How to resolve promises in AngularJS, Jasmine 2.0 when there is no $scope to force a digest?

It seems that promises do not resolve in Angular/Jasmine tests unless you force a $scope.$digest(). This is silly IMO but fine, I have that working where applicable (controllers).

The situation I'm in now is I have a service which could care less about any scopes in the application, all it does it return some data from the server but the promise doesn't seem to be resolving.

app.service('myService', function($q) {
  return {
    getSomething: function() {
      var deferred = $q.defer();
      deferred.resolve('test');
      return deferred.promise;
    }
  }
});

describe('Method: getSomething', function() {
  // In this case the expect()s are never executed
  it('should get something', function(done) {
    var promise = myService.getSomething();

    promise.then(function(resp) {
      expect(resp).toBe('test');      
      expect(1).toEqual(2);
    });

    done();
  });

  // This throws an error because done() is never called.
  // Error: Timeout - Async callback was not invoked within timeout specified by jasmine.DEFAULT_TIMEOUT_INTERVAL.
  it('should get something', function(done) {
    var promise = myService.getSomething();

    promise.then(function(resp) {
      expect(resp).toBe('test');      
      expect(1).toEqual(2);
      done();
    });
  });
});

What is the correct way to test this functionality?

Edit: Solution for reference.
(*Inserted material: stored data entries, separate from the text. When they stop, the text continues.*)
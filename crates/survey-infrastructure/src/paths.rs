//! Where the survey keeps its files.
//!
//! ```text
//! ~/.config/artifact-survey/   # Config directory (platform equivalent elsewhere)
//! ├── config.toml              # SurveySettings
//! ├── state.toml               # In-progress session snapshot
//! └── logs/
//!     └── survey.log
//! ```

use std::path::PathBuf;

use survey_core::SurveyError;

const APP_DIR: &str = "artifact-survey";

/// Errors that can occur during path resolution.
#[derive(Debug)]
pub enum PathError {
    /// No platform config directory could be determined.
    ConfigDirNotFound,
}

impl std::fmt::Display for PathError {
    fn fmt(&self, f: &mut std::fmt::Formatter<'_>) -> std::fmt::Result {
        match self {
            PathError::ConfigDirNotFound => write!(f, "Cannot find config directory"),
        }
    }
}

impl std::error::Error for PathError {}

impl From<PathError> for SurveyError {
    fn from(e: PathError) -> Self {
        SurveyError::config(e.to_string())
    }
}

pub struct SurveyPaths;

impl SurveyPaths {
    pub fn config_dir() -> Result<PathBuf, PathError> {
        dirs::config_dir()
            .map(|dir| dir.join(APP_DIR))
            .ok_or(PathError::ConfigDirNotFound)
    }

    pub fn config_file() -> Result<PathBuf, PathError> {
        Ok(Self::config_dir()?.join("config.toml"))
    }

    pub fn state_file() -> Result<PathBuf, PathError> {
        Ok(Self::config_dir()?.join("state.toml"))
    }

    pub fn log_dir() -> Result<PathBuf, PathError> {
        Ok(Self::config_dir()?.join("logs"))
    }
}
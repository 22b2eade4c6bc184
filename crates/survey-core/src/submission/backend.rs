//! Persistence collaborator trait.

use async_trait::async_trait;

use crate::error::Result;
use crate::submission::record::{
    ClarifyingResponseRecord, IntentResponseRecord, ParticipantRecord, SessionFeedbackRecord,
    SessionRecord, SessionUpdate,
};

/// The hosted record store survey results are written to.
///
/// Every `create_*` call returns the identifier the store assigned.
/// There is no transaction spanning calls.
#[async_trait]
pub trait SurveyBackend: Send + Sync {
    /// Health probe. `false` means submission should not be attempted.
    async fn check_connection(&self) -> bool;

    async fn create_participant(&self, record: ParticipantRecord) -> Result<String>;

    async fn create_session(&self, record: SessionRecord) -> Result<String>;

    async fn update_session(&self, id: &str, update: SessionUpdate) -> Result<String>;

    async fn create_intent_response(&self, record: IntentResponseRecord) -> Result<String>;

    async fn create_clarifying_response(&self, record: ClarifyingResponseRecord)
    -> Result<String>;

    async fn create_session_feedback(&self, record: SessionFeedbackRecord) -> Result<String>;
}
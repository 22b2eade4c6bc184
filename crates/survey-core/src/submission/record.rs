//! Flat records written to the research record store.
//!
//! Field names match the store's collections exactly, so these serialize
//! straight into request bodies.

use serde::{Deserialize, Serialize};

/// Value stored for a choice the participant never made.
pub const UNKNOWN: &str = "unknown";

#[derive(Debug, Clone, PartialEq, Eq, Serialize, Deserialize)]
pub struct ParticipantRecord {
    pub name: String,
    #[serde(default, skip_serializing_if = "Option::is_none")]
    pub email: Option<String>,
    pub segment: String,
    pub has_written_specs: String,
    pub vibe_coding_experience: String,
    pub consent_given: bool,
    pub consent_timestamp: String,
    pub open_to_followup: bool,
}

#[derive(Debug, Clone, PartialEq, Eq, Serialize, Deserialize)]
pub struct SessionRecord {
    /// Participant record id
    pub participant: String,
    pub stimulus: String,
    pub stimulus_familiarity: String,
    pub started_at: String,
    #[serde(default, skip_serializing_if = "Option::is_none")]
    pub completed_at: Option<String>,
    #[serde(default, skip_serializing_if = "Option::is_none")]
    pub duration_seconds: Option<u64>,
}

/// Partial update of a session record. Unset fields are left untouched.
#[derive(Debug, Clone, Default, PartialEq, Eq, Serialize, Deserialize)]
pub struct SessionUpdate {
    #[serde(default, skip_serializing_if = "Option::is_none")]
    pub stimulus_familiarity: Option<String>,
    #[serde(default, skip_serializing_if = "Option::is_none")]
    pub completed_at: Option<String>,
    #[serde(default, skip_serializing_if = "Option::is_none")]
    pub duration_seconds: Option<u64>,
}

#[derive(Debug, Clone, PartialEq, Eq, Serialize, Deserialize)]
pub struct IntentResponseRecord {
    /// Session record id
    pub session: String,
    pub raw_text: String,
    pub word_count: usize,
    pub time_spent_seconds: u64,
    pub hint_expanded: bool,
    pub submitted_at: String,
}

#[derive(Debug, Clone, PartialEq, Eq, Serialize, Deserialize)]
pub struct ClarifyingResponseRecord {
    pub session: String,
    /// JSON array of question ids
    pub questions_shown: String,
    /// JSON object of question id -> response
    pub responses: String,
    pub skipped: bool,
    pub submitted_at: String,
}

#[derive(Debug, Clone, PartialEq, Eq, Serialize, Deserialize)]
pub struct SessionFeedbackRecord {
    pub session: String,
    /// 0 when the rating was never set
    pub difficulty_rating: u8,
    pub felt_vocabulary_gap: String,
    #[serde(default, skip_serializing_if = "Option::is_none")]
    pub vocabulary_gap_details: Option<String>,
    #[serde(default, skip_serializing_if = "Option::is_none")]
    pub open_feedback: Option<String>,
    pub submitted_at: String,
}
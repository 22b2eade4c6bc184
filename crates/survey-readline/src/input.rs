use anyhow::Result;
use rustyline::Editor;
use rustyline::error::ReadlineError;
use rustyline::history::DefaultHistory;

use crate::helper::{CliHelper, QUIT};

/// Source of participant input.
pub trait LineInput {
    /// Reads one line. `None` means input has ended.
    fn read_line(&mut self, prompt: &str) -> Result<Option<String>>;

    /// Offers the labels of the current choice question for completion.
    fn set_choices(&mut self, _choices: Vec<String>) {}
}

impl LineInput for Editor<CliHelper, DefaultHistory> {
    fn read_line(&mut self, prompt: &str) -> Result<Option<String>> {
        match self.readline(prompt) {
            Ok(line) => Ok(Some(line)),
            // Ctrl-C leaves the survey; the snapshot keeps the progress
            Err(ReadlineError::Interrupted) => Ok(Some(QUIT.to_string())),
            Err(ReadlineError::Eof) => Ok(None),
            Err(e) => Err(e.into()),
        }
    }

    fn set_choices(&mut self, choices: Vec<String>) {
        if let Some(helper) = self.helper_mut() {
            helper.set_choices(choices);
        }
    }
}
Apparently you are forced to inject and digest the $rootScope even if the service is not using it.

  it('should get something', function($rootScope, done) {
    var promise = myService.getSomething();

    promise.then(function(resp) {
      expect(resp).toBe('test');      
    });

    $rootScope.$digest();
    done();
  }); 

Solution 1:

You need to inject $rootScope in your test and trigger $digest on it.

Solution 2:

there is always the $rootScope, use it

inject(function($rootScope){
myRootScope=$rootScope;
})
....

myRootScope.$digest();

Solution 3:

So I have be struggling with this all afternoon. After reading this post, I too felt that there was something off with the answer;it turns out there is. None of the above answers give a clear explanation as to where and why to use $rootScope.$digest. So, here is what I came up with.
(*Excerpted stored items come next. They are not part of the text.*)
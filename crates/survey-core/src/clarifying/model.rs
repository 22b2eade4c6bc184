//! Clarifying question domain models.

use serde::{Deserialize, Serialize};
use strum::{AsRefStr, Display, EnumIter};

/// One of the three specification-completeness aspects checked in an
/// intent description.
#[derive(
    Debug, Clone, Copy, PartialEq, Eq, Hash, PartialOrd, Ord, Serialize, Deserialize, Display,
    AsRefStr, EnumIter,
)]
#[serde(rename_all = "lowercase")]
#[strum(serialize_all = "lowercase")]
pub enum Dimension {
    /// The "things" the app manages (tasks, lists, projects...)
    Entities,
    /// What the user does with them (add, complete, delete...)
    Actions,
    /// How the data is presented (list, calendar, board...)
    Views,
}

/// A canned follow-up prompt issued when a dimension is judged missing.
#[derive(Debug, Clone, PartialEq, Eq, Serialize)]
#[serde(rename_all = "camelCase")]
pub struct ClarifyingQuestion {
    /// Stable identifier, also the key in the Answer Set's response map
    pub id: &'static str,
    /// Ascending = more important
    pub priority: u8,
    pub category: Dimension,
    pub question_text: &'static str,
    pub placeholder_text: &'static str,
}

/// The fixed question bank, in priority order. Never mutated.
pub const QUESTION_BANK: [ClarifyingQuestion; 3] = [
    ClarifyingQuestion {
        id: "entities",
        priority: 1,
        category: Dimension::Entities,
        question_text: "What are the main 'things' in your app? (e.g., tasks, lists, categories, projects)",
        placeholder_text: "For example: tasks, to-do items, lists, tags, projects...",
    },
    ClarifyingQuestion {
        id: "actions",
        priority: 2,
        category: Dimension::Actions,
        question_text: "What would you want to do with this app? (e.g., add, complete, organize, delete)",
        placeholder_text: "For example: create tasks, mark complete, set due dates, organize by priority...",
    },
    ClarifyingQuestion {
        id: "views",
        priority: 3,
        category: Dimension::Views,
        question_text: "How would you want to see your data? (e.g., a list, calendar, grouped by project)",
        placeholder_text: "For example: simple list, calendar view, kanban board, grouped by category...",
    },
];

impl ClarifyingQuestion {
    /// Looks up a question in the bank by its id.
    pub fn by_id(id: &str) -> Option<&'static ClarifyingQuestion> {
        QUESTION_BANK.iter().find(|q| q.id == id)
    }

    /// The bank entry for a dimension.
    pub fn for_dimension(dimension: Dimension) -> &'static ClarifyingQuestion {
        match dimension {
            Dimension::Entities => &QUESTION_BANK[0],
            Dimension::Actions => &QUESTION_BANK[1],
            Dimension::Views => &QUESTION_BANK[2],
        }
    }
}
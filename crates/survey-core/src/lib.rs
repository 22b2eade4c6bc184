pub mod answer;
pub mod clarifying;
pub mod config;
pub mod error;
pub mod flow;
pub mod snapshot;
pub mod submission;

// Re-export common error type
pub use error::SurveyError;

pub use flow::{Step, SurveyController};
//! Handing a completed session to the record store.

pub mod backend;
pub mod record;
pub mod service;

pub use backend::SurveyBackend;
pub use record::{
    ClarifyingResponseRecord, IntentResponseRecord, ParticipantRecord, SessionFeedbackRecord,
    SessionRecord, SessionUpdate, UNKNOWN,
};
pub use service::{submit_survey, SubmissionOutcome, SubmissionPayload};
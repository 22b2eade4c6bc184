pub mod config_service;
pub mod paths;
pub mod pocketbase_backend;
pub mod snapshot_repository;
pub mod storage;
pub mod telemetry;

pub use crate::config_service::{SettingsService, SurveySettings};
pub use crate::paths::SurveyPaths;
pub use crate::pocketbase_backend::PocketBaseBackend;
pub use crate::snapshot_repository::TomlSnapshotRepository;
pub use crate::telemetry::{LogBuffer, LogEntry, TelemetryLayer};
//! Survey flow controller.
//!
//! Owns the Answer Set and the step pointer. Screens talk to it only through
//! field updates and transition calls; nothing else mutates either.

use std::sync::Arc;
use std::sync::atomic::{AtomicBool, Ordering};

use chrono::{DateTime, Utc};
use uuid::Uuid;

use crate::answer::{AnswerSet, FieldUpdate};
use crate::clarifying::{self, ClarifyingQuestion, MAX_QUESTIONS};
use crate::config::SurveyFeatures;
use crate::error::{Result, SurveyError};
use crate::flow::step::{Step, TOTAL_STEPS};
use crate::flow::timing::{whole_seconds_between, Clock, StepTimings};
use crate::snapshot::{SnapshotRepository, SurveySnapshot};
use crate::submission::{submit_survey, SubmissionOutcome, SubmissionPayload, SurveyBackend};

/// Minimum trimmed length of the intent description.
pub const MIN_INTENT_CHARS: usize = 10;

/// The step `advance()` moves to from `current`.
///
/// From IntentCapture the clarifying step is entered only when the feature
/// is on and the description leaves at least one dimension out; otherwise
/// it is skipped without the participant noticing.
pub fn next_step(current: Step, answers: &AnswerSet, features: &SurveyFeatures) -> Step {
    match current {
        Step::IntentCapture => {
            if features.clarifying_questions
                && clarifying::has_missing_dimensions(&answers.intent_description)
            {
                Step::ClarifyingQuestions
            } else {
                Step::Reflection
            }
        }
        Step::ClarifyingQuestions => Step::Reflection,
        other => other.following(),
    }
}

/// The step `retreat()` moves to from `current`. Going back from
/// Reflection always lands on IntentCapture.
pub fn previous_step(current: Step) -> Step {
    match current {
        Step::Reflection => Step::IntentCapture,
        other => other.preceding(),
    }
}

/// Progress in percent for a step, against the configured step count.
pub fn progress_for(step: Step) -> f64 {
    ((step.index() + 1) as f64 / TOTAL_STEPS as f64 * 100.0).min(100.0)
}

/// Set while a submission is in flight.
#[derive(Debug, Default)]
struct BusyFlag(Arc<AtomicBool>);
//! One render/input routine per survey step.
//!
//! Screens only read the controller's step, answers, and busy flag, and
//! only write through field updates and transitions.

use std::sync::Arc;

use anyhow::Result;
use colored::Colorize;
use strum::IntoEnumIterator;
use survey_core::answer::{
    FieldUpdate, RATING_RANGE, Segment, SpecExperience, StimulusFamiliarity,
    VibeCodingExperience, VocabGap, YesNo,
};
use survey_core::clarifying::ClarifyingQuestion;
use survey_core::config::SurveyConfig;
use survey_core::flow::{Step, SurveyController, TOTAL_STEPS};
use survey_core::submission::{SubmissionOutcome, SurveyBackend};

use crate::fault::{FAULT_NOTICE, FaultBoundary};
use crate::helper::{BACK, HINT, QUIT, SKIP};
use crate::input::LineInput;

const PROGRESS_WIDTH: usize = 28;

/// What the loop does after a screen turn.
#[derive(Debug, Clone, Copy, PartialEq, Eq)]
pub enum Turn {
    Continue,
    Quit,
    Finished,
}

#[derive(Debug, Clone, Copy, PartialEq, Eq)]
enum Command {
    Back,
    Quit,
    Skip,
    Hint,
}

enum Reply<T> {
    Answer(T),
    Command(Command),
}

fn parse_reply(line: &str) -> Reply<String> {
    match line.trim() {
        BACK => Reply::Command(Command::Back),
        QUIT => Reply::Command(Command::Quit),
        SKIP => Reply::Command(Command::Skip),
        HINT => Reply::Command(Command::Hint),
        other => Reply::Answer(other.to_string()),
    }
}

/// Resolves a typed choice: its number, or its label or stored value
/// ignoring case.
fn pick<T: Copy + ToString>(text: &str, options: &[(T, String)]) -> Option<T> {
    if let Ok(n) = text.parse::<usize>() {
        return n.checked_sub(1).and_then(|i| options.get(i)).map(|(v, _)| *v);
    }
    options
        .iter()
        .find(|(value, label)| {
            label.eq_ignore_ascii_case(text) || value.to_string().eq_ignore_ascii_case(text)
        })
        .map(|(v, _)| *v)
}

fn progress_bar(step: Step, percent: f64) -> String {
    let filled = ((percent / 100.0) * PROGRESS_WIDTH as f64).round() as usize;
    format!(
        "[{}{}] step {} of {}",
        "#".repeat(filled.min(PROGRESS_WIDTH)),
        "-".repeat(PROGRESS_WIDTH - filled.min(PROGRESS_WIDTH)),
        step.index() + 1,
        TOTAL_STEPS
    )
}

/// Unwraps an answer or hands a command to the navigation handler.
macro_rules! answer {
    ($self:ident, $reply:expr) => {
        match $reply {
            Reply::Answer(value) => value,
            Reply::Command(command) => return $self.on_command(command),
        }
    };
}

pub struct SurveyApp<I> {
    controller: SurveyController,
    survey: SurveyConfig,
    backend: Arc<dyn SurveyBackend>,
    input: I,
    clear_screen: bool,
    outcome: Option<SubmissionOutcome>,
}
First off why? You need to use $rootScope.$digest whenever you are responding from a non-angular event or callback. This would include pure DOM events, jQuery events, and other 3rd party Promise libraries other than $q which is part of angular.
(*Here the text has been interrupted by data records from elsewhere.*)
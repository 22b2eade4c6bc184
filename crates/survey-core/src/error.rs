//! Error types for the survey.

use serde::{Deserialize, Serialize};
use thiserror::Error;

use crate::flow::step::Step;

/// A shared error type for the entire survey.
///
/// None of these are fatal to the process. Gate failures are normally
/// prevented by the front-end checking `can_advance()` first, and backend
/// failures are swallowed at the submission boundary.
#[derive(Error, Debug, Clone, Serialize, Deserialize)]
pub enum SurveyError {
    /// A transition's precondition is unmet
    #[error("Transition blocked at {step}: {reason}")]
    TransitionBlocked { step: Step, reason: String },

    /// A field update was issued by a step that does not own the field
    #[error("Field '{field}' belongs to {owner}, but the active step is {active}")]
    FieldNotOwned {
        field: &'static str,
        owner: Step,
        active: Step,
    },

    /// A field value is out of its allowed range
    #[error("Invalid value for '{field}': {message}")]
    InvalidValue {
        field: &'static str,
        message: String,
    },

    /// A clarifying response names a question that was not shown
    #[error("Unknown clarifying question: {0}")]
    UnknownQuestion(String),

    /// A second submission was attempted while one is outstanding
    #[error("A submission is already in progress")]
    SubmissionInProgress,

    /// The record store failed its health check
    #[error("Backend unavailable: {0}")]
    BackendUnavailable(String),

    /// A record store write failed
    #[error("Backend write failed during {operation}: {message}")]
    BackendWrite {
        operation: &'static str,
        message: String,
    },

    /// Entity not found error with type information
    #[error("Entity not found: {entity_type} '{id}'")]
    NotFound {
        entity_type: &'static str,
        id: String,
    },

    /// IO error (file system operations)
    #[error("IO error: {message}")]
    Io { message: String },

    /// Serialization/deserialization error
    #[error("Serialization error: {format} - {message}")]
    Serialization {
        format: String, // "TOML", "JSON", etc.
        message: String,
    },

    /// Configuration error
    #[error("Configuration error: {0}")]
    Config(String),

    /// Internal error (should not happen in normal operation)
    #[error("Internal error: {0}")]
    Internal(String),
}

impl SurveyError {
    // ============================================================================
    // Constructor helpers
    // ============================================================================

    /// Creates a TransitionBlocked error
    pub fn blocked(step: Step, reason: impl Into<String>) -> Self {
        Self::TransitionBlocked {
            step,
            reason: reason.into(),
        }
    }

    /// Creates an InvalidValue error
    pub fn invalid_value(field: &'static str, message: impl Into<String>) -> Self {
        Self::InvalidValue {
            field,
            message: message.into(),
        }
    }

    /// Creates a BackendWrite error
    pub fn backend_write(operation: &'static str, message: impl Into<String>) -> Self {
        Self::BackendWrite {
            operation,
            message: message.into(),
        }
    }

    /// Creates a NotFound error
    pub fn not_found(entity_type: &'static str, id: impl Into<String>) -> Self {
        Self::NotFound {
            entity_type,
            id: id.into(),
        }
    }

    /// Creates an IO error
    pub fn io(message: impl Into<String>) -> Self {
        Self::Io {
            message: message.into(),
        }
    }

    /// Creates a Config error
    pub fn config(message: impl Into<String>) -> Self {
        Self::Config(message.into())
    }

    /// Creates an Internal error
    pub fn internal(message: impl Into<String>) -> Self {
        Self::Internal(message.into())
    }

    // ============================================================================
    // Type checking methods
    // ============================================================================

    /// Check if this is a gate failure
    pub fn is_blocked(&self) -> bool {
        matches!(self, Self::TransitionBlocked { .. })
    }

    /// Check if this error came from the record store
    pub fn is_backend(&self) -> bool {
        matches!(self, Self::BackendUnavailable(_) | Self::BackendWrite { .. })
    }

    /// Check if this is an IO error
    pub fn is_io(&self) -> bool {
        matches!(self, Self::Io { .. })
    }
}

// ============================================================================
// From implementations for automatic conversion
// ============================================================================

impl From<std::io::Error> for SurveyError {
    fn from(err: std::io::Error) -> Self {
        Self::Io {
            message: format!("{} (kind: {:?})", err, err.kind()),
        }
    }
}

impl From<serde_json::Error> for SurveyError {
    fn from(err: serde_json::Error) -> Self {
        Self::Serialization {
            format: "JSON".to_string(),
            message: err.to_string(),
        }
    }
}

impl From<toml::de::Error> for SurveyError {
    fn from(err: toml::de::Error) -> Self {
        Self::Serialization {
            format: "TOML".to_string(),
            message: err.to_string(),
        }
    }
}

impl From<toml::ser::Error> for SurveyError {
    fn from(err: toml::ser::Error) -> Self {
        Self::Serialization {
            format: "TOML".to_string(),
            message: err.to_string(),
        }
    }
}

impl From<anyhow::Error> for SurveyError {
    fn from(err: anyhow::Error) -> Self {
        Self::Internal(err.to_string())
    }
}

/// A type alias for `Result<T, SurveyError>`.
pub type Result<T> = std::result::Result<T, SurveyError>;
Secondly where? In your code, NOT your test. There is no need to inject $rootScope into your test, it is only needed in your actual angular service. That is where all of the above fail to make clear what the answer is, they show $rootScope.$digest as being called from the test.

I hope this helps the next person that comes a long that has is same issue.

Update


I deleted this post yesterday when it got voted down. Today I continued to have this problem trying to use the answers, graciously provided above. So, I standby my answer at the cost of reputation points, and as such , I am undeleting it.

This is what you need in event handlers that are non-angular, and you are using $q and trying to test with Jasmine.

something.on('ready', function(err) {
    $rootScope.$apply(function(){deferred.resolve()});              
});

Note that it may need to be wrapped in a $timeout in some case.

something.on('ready', function(err) {
    $timeout(function(){
      $rootScope.$apply(function(){deferred.resolve()});    
    });     
});

One more note. In the original problem examples you are calling done at the wrong time. You need to call done inside of the then method (or the catch or finally), of the promise, after is resolves. You are calling it before the promise resolves, which is causing the it clause to terminate.